As Rowan explains, "My mother is a painter and sculptor as was her mother before her. Somehow we all managed to survive the social confines of the deep South and to nurture eccentricity in our children. Usually I say I was born from the mouth of an alligator. In the bogs of Louisiana I was conceived and born where female rain overtakes the land and spawns incessant vegetation.
"My studio, about 30 minutes south of Asheville, North Carolina, is hidden at the end of a long dirt road tucked into tall poplars beside a creek on our farm. I first began establishing myself in 1992 by exhibiting as well as working as an assistant with well known artists in Atlanta after earning my BFA from the Atlanta College of Art on a Portfolio Scholarship.
"In Atlanta I also received a Jurors Award from Sandler Hudson Gallery; A Handmade Book Purchase Award from Nexxus Press and was honored in a favorable review by Jerry Cullum, the Editor of Art Papers, which was printed in The Atlanta Journal & Constitution. In 2010 I received a Regional Artist Grant from the North Carolina Council for the Arts, administered by The Henderson County Arts Council.

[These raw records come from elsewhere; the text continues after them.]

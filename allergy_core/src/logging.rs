//! Logging infrastructure for allergy-risk.
//!
//! Provides centralized tracing setup for all binaries.

use tracing_subscriber::{fmt, prelude::*, EnvFilter};

/// Initialize logging with the default `warn` level
///
/// Classification logs at `info`/`debug`; a CLI should stay quiet unless
/// RUST_LOG asks for more.
pub fn init() {
    init_with_level("warn")
}

/// Initialize logging with a specific default level
///
/// # Arguments
/// * `default_level` - Default log level (debug, info, warn, error)
///
/// This can still be overridden by RUST_LOG environment variable.
/// Output goes to stderr so it never mixes with machine-readable stdout.
pub fn init_with_level(default_level: &str) {
    let filter =
        EnvFilter::try_from_default_env().unwrap_or_else(|_| EnvFilter::new(default_level));

    tracing_subscriber::registry()
        .with(filter)
        .with(fmt::layer().compact().with_writer(std::io::stderr))
        .init();
}

/// Initialize logging for testing (captures logs for test output)
#[cfg(test)]
pub fn init_test() {
    let _ = tracing_subscriber::fmt()
        .with_test_writer()
        .with_env_filter(EnvFilter::new("debug"))
        .try_init();
}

"I was eager to take art off the walls and to seek out skills in healing and to discover the true relevance of art in the most contemporary terms and so began an extensive six year apprenticeship with one of the last of the travelling midwives of Georgia. I moved to Asheville in 1998 to assist in establishing a Holistic Midwifery School. As a result my work is both a rich exploration and a celebration of The Wise Woman Tradition and indigenous shamanic practices around the world."
Deeper than Dreams
"invoking ancient roots of ceremony and healing"
These works began just following the homebirth of my second child.

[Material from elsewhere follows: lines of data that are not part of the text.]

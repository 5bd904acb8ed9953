//! Rule evaluation: score thresholds and keyword rules escalate the level.
//!
//! Every rule is checked; matches accumulate through a max-level reducer
//! rather than stopping at the first hit. When nothing fires, the default
//! score-to-level table decides.

use crate::{Condition, RiskLevel, RiskRule};
use serde::Serialize;

/// Why a single rule fired
#[derive(Clone, Debug, Serialize, PartialEq, Eq)]
pub struct RuleMatch {
    /// Position of the rule in the compiled rule list
    pub index: usize,
    pub condition: String,
    pub risk_level: RiskLevel,
    /// Label of the keyword pattern that hit, for keyword rules
    pub keyword_label: Option<String>,
}

/// Full result of evaluating a rule set
#[derive(Clone, Debug, Serialize, PartialEq, Eq)]
pub struct RuleOutcome {
    pub level: RiskLevel,
    pub matched: Vec<RuleMatch>,
    pub fallback_applied: bool,
}

/// Evaluate the rules and return only the resulting level
pub fn evaluate(score: u32, text: &str, rules: &[RiskRule]) -> RiskLevel {
    evaluate_detailed(score, text, rules).level
}

/// Evaluate the rules, keeping a record of which ones fired
pub fn evaluate_detailed(score: u32, text: &str, rules: &[RiskRule]) -> RuleOutcome {
    let mut ordered: Vec<(usize, &RiskRule)> = rules.iter().enumerate().collect();
    // Stable: equal priorities keep declaration order, unprioritized go last
    ordered.sort_by_key(|(_, rule)| match rule.priority {
        Some(p) => (0, p),
        None => (1, 0),
    });

    let mut level = RiskLevel::VeryLow;
    let mut matched = Vec::new();

    for (index, rule) in ordered {
        let hit = match &rule.condition {
            Condition::ScoreThreshold { op, threshold } => {
                op.apply(i64::from(score), *threshold).then_some(None)
            }
            Condition::Keyword(keywords) => keywords
                .first_hit(text)
                .map(|pattern| Some(pattern.label.clone())),
        };

        let Some(keyword_label) = hit else {
            continue;
        };

        tracing::debug!(
            "Rule #{} ({}) fired -> {}",
            index,
            rule.condition,
            rule.risk_level
        );

        level = level.max(rule.risk_level);

        matched.push(RuleMatch {
            index,
            condition: rule.condition.to_string(),
            risk_level: rule.risk_level,
            keyword_label,
        });
    }

    let fallback_applied = matched.is_empty();
    if fallback_applied {
        level = RiskLevel::from_score(score);
        tracing::debug!("No rule fired, score {} maps to {}", score, level);
    }

    RuleOutcome {
        level,
        matched,
        fallback_applied,
    }
}
//! Risk classifier: composes detection, scoring, and rule evaluation.
//!
//! Detected allergens are reported alongside the level but do not feed the
//! score. Severity comes from reported symptoms and keyword rules only.

use crate::evaluator::{evaluate_detailed, RuleOutcome};
use crate::{detector, scoring, AnalysisRequest, RiskTables, RiskVerdict};

/// A verdict together with the rule trace that produced its level
#[derive(Clone, Debug)]
pub struct Classification {
    pub verdict: RiskVerdict,
    pub outcome: RuleOutcome,
}

/// Classify one analysis request against a snapshot of the risk tables
///
/// ## Steps
///
/// 1. **Detection**: user's registered allergens matched against the text
/// 2. **Scoring**: symptom weights plus onset/label adjustments
/// 3. **Rules**: thresholds and keywords escalate the level, with the
///    default score table as fallback
///
/// Pure and deterministic; safe to call from many threads over one shared
/// `RiskTables`.
pub fn classify(tables: &RiskTables, request: &AnalysisRequest) -> RiskVerdict {
    classify_detailed(tables, request).verdict
}

/// Same as [`classify`], also returning which rules fired
pub fn classify_detailed(tables: &RiskTables, request: &AnalysisRequest) -> Classification {
    let detected_allergens =
        detector::detect(&request.text, &request.user_allergens, &tables.catalog);
    let score = scoring::score(&request.symptoms, &request.options, &tables.weights);
    let outcome = evaluate_detailed(score, &request.text, &tables.rules);

    tracing::info!(
        "Classified: {} allergen(s) detected, score {}, level {}",
        detected_allergens.len(),
        score,
        outcome.level
    );

    Classification {
        verdict: RiskVerdict {
            detected_allergens,
            score,
            level: outcome.level,
        },
        outcome,
    }
}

They reflect an urgent preoccupation with our prehistorical lineage of healing, birth practices, shamanism; also known as the Wise Woman Tradition.
The pathway through this historical context is neither straightforward nor simple. As Barbara Medlock, author of The Woman in the Shamans Body, has stated, “… that is as it should be, for shamanic experience itself is neither straightforward nor simple. It is complex, mystical, and awe-inspiring, as befits the integration of the physical and spiritual worlds—two diverse and powerful realms where the shaman practices her calling.
The oldest known skeletal remains of a shaman belong to a woman, but she is also the earliest known artisan who worked in clay and then hardened it with fire. She wasn’t making early household utensils; no, she seems to have been making talismans or figurines of some sort, perhaps for use in her rituals and spiritual healing.
How has it happened that we’ve lost sight of this ancient woman shaman and what she represents? That women’s bodies and minds are particularly suited to tap into the power of the transcendental has been ignored. The roles that women have played in healing and prophecy throughout human history have been denigrated. All too often women who enter medicine or the ministry still believe they’re stepping into a strictly men’s field; in fact, these are historically women’s fields that men have since entered.
Women have been characterized as mere artisans or craftspeople—weavers and potters—instead of recognized for the creative, life- giving, cosmos-shaping powers these arts represent. Why? It’s time to take another look at the evidence of millennia and of cultures around the globe. It’s time to reclaim the woman in the shaman’s body.”
Determined to paint with a newborn suckling in my arms, my practice is to embrace and integrate the demands of tending and nurturing rather than resist the flow while allowing a blessing of gratitude to meet all the women who have come and birthed before me. The result is often a fusion of my daughter’s brilliant drawings and a playful exploration of a deep and otherwise endangered way of being in the world.